If you’ve never had a panic attack, you might not have recognized the signs. But I’m used to them. They go like this: first there are the inklings of uneasiness, a small pit in your stomach that indicates something’s wrong. Then comes denial: maybe if you ignore the feelings they’ll just go away. But they don’t. When you’re not looking, the anxiety grows and grows until all of a sudden your breath catches in your throat and your heart starts racing. You knew it was coming, all the signs were there, and yet the severity and the speed with which it hits you knocks the wind out of you. Suddenly there you are, your world turned upside down, struggling to remember how to breathe.

That’s what watching the election results roll in felt like. When you’re panicking, the world feels impossibly claustrophobic. Decision making feels impossible, you cry but the relief never comes and you scream but it feels like no one can hear you. Panic is oppressive and overwhelming—it hurts so badly that you fear you’ll never remember what it feels like not to want to crawl out of your skin.

It’s so hard to remember, when you’re in the middle of it, that panic always subsides. It always has and it always will. 
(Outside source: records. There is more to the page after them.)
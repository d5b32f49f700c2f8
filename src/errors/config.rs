// Copyright (c) 2025 Steve Wagner (ciroque@live.com)
// SPDX-License-Identifier: MIT

use std::path::PathBuf;
use thiserror::Error;

/// Errors that can occur while loading a run configuration.
#[derive(Error, Debug)]
pub enum ConfigError {
    #[error("Cannot read config {}: {source}", .path.display())]
    Io {
        path: PathBuf,
        #[source]
        source: std::io::Error,
    },

    #[error("Invalid YAML config: {0}")]
    Yaml(#[from] serde_yaml::Error),

    #[error("Invalid TOML config: {0}")]
    Toml(#[from] toml::de::Error),

    #[error("Configuration validation failed: {0}")]
    Invalid(String),
}
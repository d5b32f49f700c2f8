// Copyright (c) 2025 Steve Wagner (ciroque@live.com)
// SPDX-License-Identifier: MIT

use serde_json::{Map, Value};

use crate::graph::Payload;
use crate::traits::{Task, TaskContext};

/// Appends one row per input event to a tree, keeping only `columns`.
///
/// Missing columns are written as `null` so every row has the same shape.
#[derive(Debug, Clone)]
pub struct TreeWriter {
    columns: Vec<String>,
}

impl TreeWriter {
    pub fn new<I, S>(columns: I) -> Self
    where
        I: IntoIterator<Item = S>,
        S: Into<String>,
    {
        Self {
            columns: columns.into_iter().map(Into::into).collect(),
        }
    }

    fn row(&self, event: &Value) -> Map<String, Value> {
        self.columns
            .iter()
            .map(|column| {
                let value = event.get(column).cloned().unwrap_or(Value::Null);
                (column.clone(), value)
            })
            .collect()
    }
}

impl Task for TreeWriter {
    fn create_outputs(&mut self, ctx: &mut TaskContext<'_>) -> anyhow::Result<()> {
        ctx.post(0, Payload::Tree(Vec::new()))?;
        Ok(())
    }

    fn exec(&mut self, ctx: &mut TaskContext<'_>) -> anyhow::Result<()> {
        let rows: Vec<Map<String, Value>> = match ctx.input(0)? {
            Payload::Object(event) => vec![self.row(event)],
            Payload::Collection(events) => events.iter().map(|e| self.row(e)).collect(),
            Payload::Tree(_) => anyhow::bail!("tree writer reads events, not trees"),
        };
        let Payload::Tree(tree) = ctx.output_mut(0)? else {
            anyhow::bail!("tree writer output is not a tree");
        };
        tree.extend(rows);
        Ok(())
    }
}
We cry because it feels so unjust. We scream because in Hillary we see ourselves and our mothers and our sisters, we see amazing women who have spent their entire lives losing to unqualified men. We are angry, we are hurting, and we are scared, but we are strong. Let's widen our scope from our panic–induced tunnel vision and take stock of what we still have: each other.

Friends, it’s time to put on our big girl pantsuits and show the world that no matter what happened on Nov. 8, love really does trump hate. It does if we say it does. And we say it does.